Collected data entries
= Beginning of Section =

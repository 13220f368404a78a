//! Listing of running workload units.

use crate::error::EnumerationError;
use crate::exec::CommandExecutor;
use crate::model::WorkloadUnit;
use async_trait::async_trait;
use std::collections::HashSet;
use std::sync::Arc;
use tokio_util::sync::CancellationToken;
use tracing::{debug, info};

/// Produces raw `"<id> <image>"` records, one per running unit, in order.
#[async_trait]
pub trait ContainerLister: Send + Sync {
    async fn list(&self, cancel: &CancellationToken) -> Result<Vec<String>, EnumerationError>;
}

/// Lists running containers through `docker ps`.
pub struct DockerLister {
    executor: Arc<dyn CommandExecutor>,
    docker_bin: String,
}

impl DockerLister {
    pub fn new(executor: Arc<dyn CommandExecutor>, docker_bin: impl Into<String>) -> Self {
        Self {
            executor,
            docker_bin: docker_bin.into(),
        }
    }

    fn args() -> Vec<String> {
        vec![
            "ps".to_string(),
            "--format".to_string(),
            "{{.ID}} {{.Image}}".to_string(),
        ]
    }
}

#[async_trait]
impl ContainerLister for DockerLister {
    async fn list(&self, cancel: &CancellationToken) -> Result<Vec<String>, EnumerationError> {
        let output = self
            .executor
            .exec(&self.docker_bin, &Self::args(), cancel)
            .await?;
        Ok(String::from_utf8_lossy(&output)
            .lines()
            .map(str::to_string)
            .collect())
    }
}

/// Turns lister records into validated [`WorkloadUnit`]s.
pub struct Enumerator {
    lister: Arc<dyn ContainerLister>,
}

impl Enumerator {
    pub fn new(lister: Arc<dyn ContainerLister>) -> Self {
        Self { lister }
    }

    /// List units to scan. An empty listing is an error, not an empty run.
    pub async fn list(
        &self,
        cancel: &CancellationToken,
    ) -> Result<Vec<WorkloadUnit>, EnumerationError> {
        let records = self.lister.list(cancel).await?;
        let units = parse_records(&records)?;
        if units.is_empty() {
            return Err(EnumerationError::Empty);
        }
        info!("Found {} running containers", units.len());
        Ok(units)
    }
}

/// Parse `"<id> <image>"` records. Blank records are skipped; anything that is
/// not exactly two tokens is rejected.
pub fn parse_records<I, S>(records: I) -> Result<Vec<WorkloadUnit>, EnumerationError>
where
    I: IntoIterator<Item = S>,
    S: AsRef<str>,
{
    let mut units = Vec::new();
    let mut seen = HashSet::new();

    for (idx, record) in records.into_iter().enumerate() {
        let record = record.as_ref().trim();
        if record.is_empty() {
            continue;
        }

        let mut tokens = record.split_whitespace();
        let unit = match (tokens.next(), tokens.next(), tokens.next()) {
            (Some(id), Some(image), None) => WorkloadUnit::new(id, image),
            _ => {
                return Err(EnumerationError::MalformedRecord {
                    line: idx + 1,
                    record: record.to_string(),
                })
            }
        };

        if !seen.insert(unit.id.clone()) {
            return Err(EnumerationError::DuplicateUnit(unit.id));
        }
        debug!("Enumerated container {}", unit);
        units.push(unit);
    }

    Ok(units)
}
//! SBOM generation and vulnerability scanning adapters.

use crate::error::UnitError;
use crate::exec::CommandExecutor;
use crate::model::SbomArtifact;
use async_trait::async_trait;
use std::sync::Arc;
use tokio_util::sync::CancellationToken;

#[async_trait]
pub trait ArtifactGenerator: Send + Sync {
    async fn generate(
        &self,
        image_ref: &str,
        cancel: &CancellationToken,
    ) -> Result<SbomArtifact, UnitError>;
}

/// Returns the scanner's raw report; parsing is a separate step.
#[async_trait]
pub trait VulnerabilityScanner: Send + Sync {
    async fn scan(&self, image_ref: &str, cancel: &CancellationToken)
        -> Result<Vec<u8>, UnitError>;
}

/// `syft <image> -o json`
pub struct SyftGenerator {
    executor: Arc<dyn CommandExecutor>,
    syft_bin: String,
}

impl SyftGenerator {
    pub fn new(executor: Arc<dyn CommandExecutor>, syft_bin: impl Into<String>) -> Self {
        Self {
            executor,
            syft_bin: syft_bin.into(),
        }
    }
}

#[async_trait]
impl ArtifactGenerator for SyftGenerator {
    async fn generate(
        &self,
        image_ref: &str,
        cancel: &CancellationToken,
    ) -> Result<SbomArtifact, UnitError> {
        let output = self
            .executor
            .exec(&self.syft_bin, &json_args(image_ref), cancel)
            .await
            .map_err(UnitError::artifact)?;
        Ok(SbomArtifact::new(output))
    }
}

/// `grype <image> -o json`
pub struct GrypeScanner {
    executor: Arc<dyn CommandExecutor>,
    grype_bin: String,
}

impl GrypeScanner {
    pub fn new(executor: Arc<dyn CommandExecutor>, grype_bin: impl Into<String>) -> Self {
        Self {
            executor,
            grype_bin: grype_bin.into(),
        }
    }
}

#[async_trait]
impl VulnerabilityScanner for GrypeScanner {
    async fn scan(
        &self,
        image_ref: &str,
        cancel: &CancellationToken,
    ) -> Result<Vec<u8>, UnitError> {
        self.executor
            .exec(&self.grype_bin, &json_args(image_ref), cancel)
            .await
            .map_err(UnitError::scan)
    }
}

fn json_args(image_ref: &str) -> Vec<String> {
    vec![image_ref.to_string(), "-o".to_string(), "json".to_string()]
}

#[cfg(test)]
mod tests {
    use super::*;
    use crate::exec::scripted::ScriptedExecutor;

    fn executor() -> Arc<ScriptedExecutor> {
        Arc::new(
            ScriptedExecutor::default()
                .output("syft nginx -o json", r#"{"sbom": "nginx-sbom"}"#)
                .output("syft redis -o json", r#"{"sbom": "redis-sbom"}"#)
                .output("grype nginx -o json", r#"{"matches": []}"#)
                .fail("grype redis -o json"),
        )
    }

    #[tokio::test]
    async fn test_generate_sbom() {
        let generator = SyftGenerator::new(executor(), "syft");
        let cancel = CancellationToken::new();

        let sbom = generator.generate("nginx", &cancel).await.unwrap();
        assert!(sbom.to_text().contains("nginx-sbom"));

        let sbom = generator.generate("redis", &cancel).await.unwrap();
        assert!(sbom.to_text().contains("redis-sbom"));
    }

    #[tokio::test]
    async fn test_generate_failure_is_artifact_error() {
        let generator = SyftGenerator::new(executor(), "syft");
        let err = generator
            .generate("postgres", &CancellationToken::new())
            .await
            .unwrap_err();
        assert!(matches!(err, UnitError::Artifact(_)));
    }

    #[tokio::test]
    async fn test_scan_failure_is_scan_error() {
        let scanner = GrypeScanner::new(executor(), "grype");
        let cancel = CancellationToken::new();

        assert!(scanner.scan("nginx", &cancel).await.is_ok());
        let err = scanner.scan("redis", &cancel).await.unwrap_err();
        assert!(matches!(err, UnitError::Scan(_)));
    }

    #[tokio::test]
    async fn test_cancelled_scan_maps_to_cancelled() {
        let scanner = GrypeScanner::new(executor(), "grype");
        let cancel = CancellationToken::new();
        cancel.cancel();
        let err = scanner.scan("nginx", &cancel).await.unwrap_err();
        assert!(matches!(err, UnitError::Cancelled));
    }

    #[tokio::test]
    async fn test_custom_binary_name() {
        let executor = Arc::new(
            ScriptedExecutor::default().output("/opt/bin/syft alpine -o json", "{}"),
        );
        let generator = SyftGenerator::new(executor, "/opt/bin/syft");
        let sbom = generator
            .generate("alpine", &CancellationToken::new())
            .await
            .unwrap();
        assert_eq!(sbom.as_bytes(), b"{}");
    }
}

= End of Section =

▸ Description of the task: Which lines above hold the word "ContainerLister"? Copy each of them.

▸ Written reply:
pub trait ContainerLister: Send + Sync {
impl ContainerLister for DockerLister {
    lister: Arc<dyn ContainerLister>,
    pub fn new(lister: Arc<dyn ContainerLister>) -> Self {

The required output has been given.